| What the exercise asks |
The records below should be copied in full, exactly as shown.

| Dataset items |
___

//! Status codes shared by every fallible scheduling step.

use std::fmt;

use serde::{Deserialize, Serialize};

/// Outcome code of a scheduling operation. `Success` is the only
/// non-failure value.
#[derive(Debug, Clone, Copy, Default, PartialEq, Eq, Hash, Serialize, Deserialize)]
#[serde(rename_all = "SCREAMING_SNAKE_CASE")]
pub enum StatusCode {
    #[default]
    Success,
    Failed,
    ErrParamInvalid,
    ParameterError,
    InvalidResourceParameter,
    ResourceNotEnough,
    AffinityScheduleFailed,
    InstanceAllocated,
    ErrScheduleCanceled,
    ScheduleConflicted,
}

impl StatusCode {
    /// Numeric code, with 0 meaning success.
    pub fn as_i32(self) -> i32 {
        match self {
            StatusCode::Success => 0,
            StatusCode::Failed => 1,
            StatusCode::ErrParamInvalid => 1001,
            StatusCode::ParameterError => 1002,
            StatusCode::InvalidResourceParameter => 1003,
            StatusCode::ResourceNotEnough => 1004,
            StatusCode::AffinityScheduleFailed => 1005,
            StatusCode::InstanceAllocated => 1006,
            StatusCode::ErrScheduleCanceled => 1007,
            StatusCode::ScheduleConflicted => 1008,
        }
    }

    pub fn is_success(self) -> bool {
        self == StatusCode::Success
    }
}

impl fmt::Display for StatusCode {
    fn fmt(&self, f: &mut fmt::Formatter<'_>) -> fmt::Result {
        let name = match self {
            StatusCode::Success => "SUCCESS",
            StatusCode::Failed => "FAILED",
            StatusCode::ErrParamInvalid => "ERR_PARAM_INVALID",
            StatusCode::ParameterError => "PARAMETER_ERROR",
            StatusCode::InvalidResourceParameter => "INVALID_RESOURCE_PARAMETER",
            StatusCode::ResourceNotEnough => "RESOURCE_NOT_ENOUGH",
            StatusCode::AffinityScheduleFailed => "AFFINITY_SCHEDULE_FAILED",
            StatusCode::InstanceAllocated => "INSTANCE_ALLOCATED",
            StatusCode::ErrScheduleCanceled => "ERR_SCHEDULE_CANCELED",
            StatusCode::ScheduleConflicted => "SCHEDULE_CONFLICTED",
        };
        write!(f, "{}({})", name, self.as_i32())
    }
}

/// A status code paired with a human-readable reason.
#[derive(Debug, Clone, Default, PartialEq, Eq, Serialize, Deserialize)]
pub struct Status {
    pub code: StatusCode,
    #[serde(default)]
    pub message: String,
}

impl Status {
    pub fn ok() -> Self {
        Self::default()
    }

    pub fn new(code: StatusCode, message: impl Into<String>) -> Self {
        Self {
            code,
            message: message.into(),
        }
    }

    pub fn is_ok(&self) -> bool {
        self.code.is_success()
    }

    pub fn is_err(&self) -> bool {
        !self.is_ok()
    }
}

impl fmt::Display for Status {
    fn fmt(&self, f: &mut fmt::Formatter<'_>) -> fmt::Result {
        if self.message.is_empty() {
            write!(f, "{}", self.code)
        } else {
            write!(f, "{}: {}", self.code, self.message)
        }
    }
}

___

| Your response |
//! Status codes shared by every fallible scheduling step.

use std::fmt;

use serde::{Deserialize, Serialize};

/// Outcome code of a scheduling operation. `Success` is the only
/// non-failure value.
#[derive(Debug, Clone, Copy, Default, PartialEq, Eq, Hash, Serialize, Deserialize)]
#[serde(rename_all = "SCREAMING_SNAKE_CASE")]
pub enum StatusCode {
    #[default]
    Success,
    Failed,
    ErrParamInvalid,
    ParameterError,
    InvalidResourceParameter,
    ResourceNotEnough,
    AffinityScheduleFailed,
    InstanceAllocated,
    ErrScheduleCanceled,
    ScheduleConflicted,
}

impl StatusCode {
    /// Numeric code, with 0 meaning success.
    pub fn as_i32(self) -> i32 {
        match self {
            StatusCode::Success => 0,
            StatusCode::Failed => 1,
            StatusCode::ErrParamInvalid => 1001,
            StatusCode::ParameterError => 1002,
            StatusCode::InvalidResourceParameter => 1003,
            StatusCode::ResourceNotEnough => 1004,
            StatusCode::AffinityScheduleFailed => 1005,
            StatusCode::InstanceAllocated => 1006,
            StatusCode::ErrScheduleCanceled => 1007,
            StatusCode::ScheduleConflicted => 1008,
        }
    }

    pub fn is_success(self) -> bool {
        self == StatusCode::Success
    }
}

impl fmt::Display for StatusCode {
    fn fmt(&self, f: &mut fmt::Formatter<'_>) -> fmt::Result {
        let name = match self {
            StatusCode::Success => "SUCCESS",
            StatusCode::Failed => "FAILED",
            StatusCode::ErrParamInvalid => "ERR_PARAM_INVALID",
            StatusCode::ParameterError => "PARAMETER_ERROR",
            StatusCode::InvalidResourceParameter => "INVALID_RESOURCE_PARAMETER",
            StatusCode::ResourceNotEnough => "RESOURCE_NOT_ENOUGH",
            StatusCode::AffinityScheduleFailed => "AFFINITY_SCHEDULE_FAILED",
            StatusCode::InstanceAllocated => "INSTANCE_ALLOCATED",
            StatusCode::ErrScheduleCanceled => "ERR_SCHEDULE_CANCELED",
            StatusCode::ScheduleConflicted => "SCHEDULE_CONFLICTED",
        };
        write!(f, "{}({})", name, self.as_i32())
    }
}

/// A status code paired with a human-readable reason.
#[derive(Debug, Clone, Default, PartialEq, Eq, Serialize, Deserialize)]
pub struct Status {
    pub code: StatusCode,
    #[serde(default)]
    pub message: String,
}

impl Status {
    pub fn ok() -> Self {
        Self::default()
    }

    pub fn new(code: StatusCode, message: impl Into<String>) -> Self {
        Self {
            code,
            message: message.into(),
        }
    }

    pub fn is_ok(&self) -> bool {
        self.code.is_success()
    }

    pub fn is_err(&self) -> bool {
        !self.is_ok()
    }
}

impl fmt::Display for Status {
    fn fmt(&self, f: &mut fmt::Formatter<'_>) -> fmt::Result {
        if self.message.is_empty() {
            write!(f, "{}", self.code)
        } else {
            write!(f, "{}: {}", self.code, self.message)
        }
    }
}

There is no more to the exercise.